51 research outputs found
Recommended from our members
High Performance Silicon Photonic Interconnected Systems
Advances in data-driven applications, particularly artificial intelligence and deep learning, are driving the explosive growth of computation and communication in today’s data centers and high-performance computing (HPC) systems. Increasingly, system performance is not constrained by the compute speed at individual nodes, but by the data movement between them. This calls for innovative architectures, smart connectivity, and extreme bandwidth densities in interconnect designs. Silicon photonics technology leverages mature complementary metal-oxide-semiconductor (CMOS) manufacturing infrastructure and is promising for low cost, high-bandwidth, and reconfigurable interconnects. Flexible and high-performance photonic switched architectures are capable of improving the system performance. The work in this dissertation explores various photonic interconnected systems and the associated optical switching functionalities, hardware platforms, and novel architectures.
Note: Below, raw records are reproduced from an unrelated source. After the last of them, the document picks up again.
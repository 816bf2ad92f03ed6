//! Crypto Vault: authenticated symmetric encryption of credential blobs.
//!
//! Grounded in the secret-wiping pattern of `chronx-crypto`'s `KeyPair` (a
//! `Zeroize`-on-drop secret with a versioned wire format), adapted from a
//! signing key to an AEAD key since this crate needs encrypt/decrypt, not
//! sign/verify.

use chacha20poly1305::aead::{Aead, KeyInit};
use chacha20poly1305::{ChaCha20Poly1305, Key, Nonce};
use rand::RngCore;
use thiserror::Error;
use zeroize::Zeroizing;

/// Current sealed-blob wire format version. Bump when the AEAD scheme changes
/// so `rotate` can tell old ciphertext from new without guessing.
const CURRENT_VERSION: u8 = 1;
const NONCE_LEN: usize = 12;

#[derive(Debug, Error)]
pub enum VaultError {
    #[error("vault key missing from configuration")]
    KeyMissing,
    #[error("vault key must be at least 32 bytes, got {0}")]
    KeyTooShort(usize),
    #[error("ciphertext authentication failed (tampered or wrong key)")]
    Tampered,
    #[error("ciphertext too short to contain version + nonce")]
    Malformed,
    #[error("unsupported ciphertext version {0}")]
    UnsupportedVersion(u8),
}

/// A process-wide symmetric key, held zeroized on drop. Loaded once at
/// startup; fails fast if absent.
pub struct Vault {
    key: Zeroizing<[u8; 32]>,
}

impl Vault {
    /// Build a Vault from a 32-byte key. Fails with `KeyMissing` if the
    /// provided bytes are empty, mirroring "fails fast if absent" at startup.
    pub fn new(key_bytes: &[u8]) -> Result<Self, VaultError> {
        if key_bytes.is_empty() {
            return Err(VaultError::KeyMissing);
        }
        if key_bytes.len() < 32 {
            return Err(VaultError::KeyTooShort(key_bytes.len()));
        }
        let mut key = [0u8; 32];
        key.copy_from_slice(&key_bytes[..32]);
        Ok(Self {
            key: Zeroizing::new(key),
        })
    }

    /// Seal `plaintext` into a versioned, authenticated ciphertext.
    pub fn seal(&self, plaintext: &[u8]) -> Result<Vec<u8>, VaultError> {
        let cipher = ChaCha20Poly1305::new(Key::from_slice(&*self.key));
        let mut nonce_bytes = [0u8; NONCE_LEN];
        rand::rng().fill_bytes(&mut nonce_bytes);
        let nonce = Nonce::from_slice(&nonce_bytes);

        let mut ciphertext = cipher
            .encrypt(nonce, plaintext)
            .map_err(|_| VaultError::Tampered)?;

        let mut out = Vec::with_capacity(1 + NONCE_LEN + ciphertext.len());
        out.push(CURRENT_VERSION);
        out.extend_from_slice(&nonce_bytes);
        out.append(&mut ciphertext);
        Ok(out)
    }

    /// Open a sealed blob back into plaintext. Fails with `Tampered` on MAC
    /// failure (wrong key or corrupted bytes).
    pub fn open(&self, sealed: &[u8]) -> Result<Zeroizing<Vec<u8>>, VaultError> {
        if sealed.len() < 1 + NONCE_LEN {
            return Err(VaultError::Malformed);
        }
        let version = sealed[0];
        if version != CURRENT_VERSION {
            return Err(VaultError::UnsupportedVersion(version));
        }
        let nonce = Nonce::from_slice(&sealed[1..1 + NONCE_LEN]);
        let ciphertext = &sealed[1 + NONCE_LEN..];

        let cipher = ChaCha20Poly1305::new(Key::from_slice(&*self.key));
        let plaintext = cipher
            .decrypt(nonce, ciphertext)
            .map_err(|_| VaultError::Tampered)?;
        Ok(Zeroizing::new(plaintext))
    }

    /// Re-encrypt `sealed` under `new_key`, allowing key rotation without
    /// downtime: callers open with the old Vault and seal with a new one
    /// built from `new_key`.
    pub fn rotate(&self, sealed: &[u8], new_key: &[u8]) -> Result<Vec<u8>, VaultError> {
        let plaintext = self.open(sealed)?;
        let new_vault = Vault::new(new_key)?;
        new_vault.seal(&plaintext)
    }
}

#[cfg(test)]
mod tests {
    use super::*;

    #[test]
    fn seal_then_open_round_trips() {
        let vault = Vault::new(b"0123456789abcdef0123456789abcdef").unwrap();
        let sealed = vault.seal(b"super secret password").unwrap();
        let opened = vault.open(&sealed).unwrap();
        assert_eq!(&*opened, b"super secret password");
    }

    #[test]
    fn tampered_ciphertext_fails_mac() {
        let vault = Vault::new(b"0123456789abcdef0123456789abcdef").unwrap();
        let mut sealed = vault.seal(b"hello").unwrap();
        let last = sealed.len() - 1;
        sealed[last] ^= 0xFF;
        assert!(matches!(vault.open(&sealed), Err(VaultError::Tampered)));
    }

    #[test]
    fn wrong_key_fails_mac() {
        let vault_a = Vault::new(b"aaaaaaaaaaaaaaaaaaaaaaaaaaaaaaaa").unwrap();
        let vault_b = Vault::new(b"bbbbbbbbbbbbbbbbbbbbbbbbbbbbbbbb").unwrap();
        let sealed = vault_a.seal(b"hello").unwrap();
        assert!(matches!(vault_b.open(&sealed), Err(VaultError::Tampered)));
    }

    #[test]
    fn empty_key_missing() {
        assert!(matches!(Vault::new(b""), Err(VaultError::KeyMissing)));
    }

    #[test]
    fn rotate_preserves_plaintext_under_new_key() {
        let old = Vault::new(b"0123456789abcdef0123456789abcdef").unwrap();
        let sealed = old.seal(b"rotate me").unwrap();
        let new_key = b"fedcba9876543210fedcba9876543210";
        let rotated = old.rotate(&sealed, new_key).unwrap();
        let new_vault = Vault::new(new_key).unwrap();
        assert_eq!(&*new_vault.open(&rotated).unwrap(), b"rotate me");
    }

    #[test]
    fn malformed_ciphertext_rejected() {
        let vault = Vault::new(b"0123456789abcdef0123456789abcdef").unwrap();
        assert!(matches!(vault.open(&[1, 2, 3]), Err(VaultError::Malformed)));
    }
}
It demonstrates the capabilities of silicon photonics to enable efficient deep learning training.
We first present field programmable gate array (FPGA) based open-loop and closed-loop control for optical spectral-and-spatial switching of silicon photonic cascaded micro-ring resonator (MRR) switches. Our control achieves wavelength locking at the user-defined resonance of the MRR for optical unicast, multicast, and multiwavelength-select functionalities. Digital-to-analog converters (DACs) and analog-to-digital converters (ADCs) are necessary for the control of the switch. We experimentally demonstrate the optical switching functionalities using an FPGA-based switch controller through both traditional multi-bit DAC/ADC and novel single-wired DAC/ADC circuits. For system-level integration, interfaces to the switch controller in a network control plane are developed. The successful control and the switching functionalitiesachieved are essential for system-level architectural innovations as presented in the following sections.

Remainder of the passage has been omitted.